Puspatri having problems with enrolment
Monday, 21 November 2011 11:53
JOHOR BARU: Several weaknesses have been identified in the management of Johor Skills Development Centre Sdn Bhd (Puspatri) from 2008 until 2010.
Among the shortcomings included its failure to attract students to enroll for the long-term courses as targeted and also, failing to implement the short-term courses as planned.
Puspatri was set up on Dec 29, 1993, and is a 75% owned subsidiary of Johor Corp with the objective to provide continuous learning opportunities for industrial workers to upgrade their skills, SPM school leavers and unemployed graduates.
According to the 2010 Auditor-General’s Report, the failure rate to enroll students for the long-term courses was between 2.7% and 100%, while failing to implement the short-term courses between 83.6% and 88.5%.

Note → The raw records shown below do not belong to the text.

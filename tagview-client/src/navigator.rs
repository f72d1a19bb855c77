//! Focused ("fullscreen") navigation over the window.
//!
//! Stepping skips posts without a renderable file. When the window runs out
//! in the step direction the loader is asked for exactly one more page and
//! the scan is retried once; a second miss ends navigation.

use std::sync::{Mutex, MutexGuard, PoisonError};

use tagview_types::{NavDirection, Post};

use crate::loader::PageLoader;
use crate::window::{lock, SharedWindow};

#[derive(Debug, Clone, Copy, PartialEq, Eq)]
enum Attempt {
    Initial,
    Retried,
}

pub struct FullscreenNavigator {
    window: SharedWindow,
    loader: PageLoader,
    focused: Mutex<Option<Post>>,
}

impl FullscreenNavigator {
    pub fn new(window: SharedWindow, loader: PageLoader) -> Self {
        Self {
            window,
            loader,
            focused: Mutex::new(None),
        }
    }

    /// The focused post, as currently stored in the window when it is still
    /// there, otherwise as it was when focused
    pub fn focused_post(&self) -> Option<Post> {
        let snapshot = self.focus().clone()?;
        let current = lock(&self.window).get(snapshot.id).cloned();
        Some(current.unwrap_or(snapshot))
    }

    pub fn focused_id(&self) -> Option<i64> {
        self.focus().as_ref().map(|p| p.id)
    }

    /// Focus a post by id. Validity is not checked and nothing is loaded;
    /// an id outside the window clears focus.
    pub fn open(&self, post_id: i64) -> bool {
        let post = lock(&self.window).get(post_id).cloned();
        if post.is_none() {
            log::debug!("post {} is not in the window", post_id);
        }
        let found = post.is_some();
        self.set_focus(post);
        found
    }

    /// Apply `f` to the focused snapshot if it is the post with `id`
    pub(crate) fn update_snapshot<F>(&self, id: i64, f: F)
    where
        F: FnOnce(&mut Post),
    {
        if let Some(post) = self.focus().as_mut().filter(|p| p.id == id) {
            f(post);
        }
    }

    pub fn close(&self) {
        self.set_focus(None);
    }

    pub async fn next(&self) -> bool {
        self.step(NavDirection::Forward).await
    }

    pub async fn previous(&self) -> bool {
        self.step(NavDirection::Backward).await
    }

    /// Move focus to the next viewable post in `direction`.
    ///
    /// Returns false and clears focus when none is found even after one
    /// window extension. Without a focused post nothing happens.
    pub async fn step(&self, direction: NavDirection) -> bool {
        let Some(origin) = self.focused_id() else {
            log::debug!("{:?} step without a focused post", direction);
            return false;
        };

        let mut attempt = Attempt::Initial;
        loop {
            if let Some(post) = self.scan(origin, direction) {
                log::debug!("focus {} -> {}", origin, post.id);
                self.set_focus(Some(post));
                return true;
            }

            match attempt {
                Attempt::Initial => {
                    let outcome = self.loader.load(direction.load_direction()).await;
                    log::debug!("extended window for {:?} step: {:?}", direction, outcome);
                    attempt = Attempt::Retried;
                }
                Attempt::Retried => break,
            }
        }

        log::debug!("no further posts {:?} of {}", direction, origin);
        self.set_focus(None);
        false
    }

    /// First viewable post strictly past `origin` in `direction`. A missing
    /// origin counts as a miss.
    fn scan(&self, origin: i64, direction: NavDirection) -> Option<Post> {
        let window = lock(&self.window);
        let start = window.find_by_id(origin)?;
        let posts = window.posts();

        let found = match direction {
            NavDirection::Forward => posts[start + 1..].iter().find(|p| p.is_viewable()),
            NavDirection::Backward => posts[..start].iter().rev().find(|p| p.is_viewable()),
        };
        found.cloned()
    }

    fn focus(&self) -> MutexGuard<'_, Option<Post>> {
        self.focused.lock().unwrap_or_else(PoisonError::into_inner)
    }

    fn set_focus(&self, post: Option<Post>) {
        *self.focus() = post;
    }
}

The report also revealed that the centre had charged students for registration fees and others fees although the registration fees were already included in the course fees and fully paid by the Government.
The centre also made full claims of RM0.69mil from 66 students who quit from the courses without completing their studies in those three consecutive years.
The report pointed out that teaching aid equipment worth RM0.64mil ordered by Puspatri in September last year was still not delivered to the centre.
According to the centre, the equipment could not be delivered on time as almost 90% of them were fully imported which required longer time to arrive and install; and suppliers are also having financial problems.
Operating expenditure went up from RM8.17mil in 2007, to RM8.66mil in 2008 and RM10.09mil in 2009 due to increase in staff salary, overtime payments, incentives, bonuses, payments for guest lecturers as well as student allowances.
The 2009 figure was the highest as there were two student intakes for the long term courses which saw an increase in advertisement and printing bills and payments for guest lecturers.
The centre rented 35 units of flats at Taman Cendana and 49 units at Taman Mawar in Pasir Gudang owned by the Pasir Gudang Municipal Council and turned the properties into hostels for male students.
The auditing team found that Puspatri had bought the properties worth RM9.30mil on partnership with JCorp last year with Puspatri and JCorp paying 48% and 52% of the price respectively.
Puspatri had already paid RM1.39mil or 15% of the total price while the balance of RM7.91mil was yet to be settled and the loan agreement with bank was not even signed.
According to the Sale and Purchase Agreement between the parties, the balance must be paid to the property owner within three months and penalty of 8% could be imposed on the purchasers yearly for failing to do so.
However, the centre said the process to purchase of the properties was still on-going and it would not be penalised by the owner as the case was being taken care by JCorp lawyer.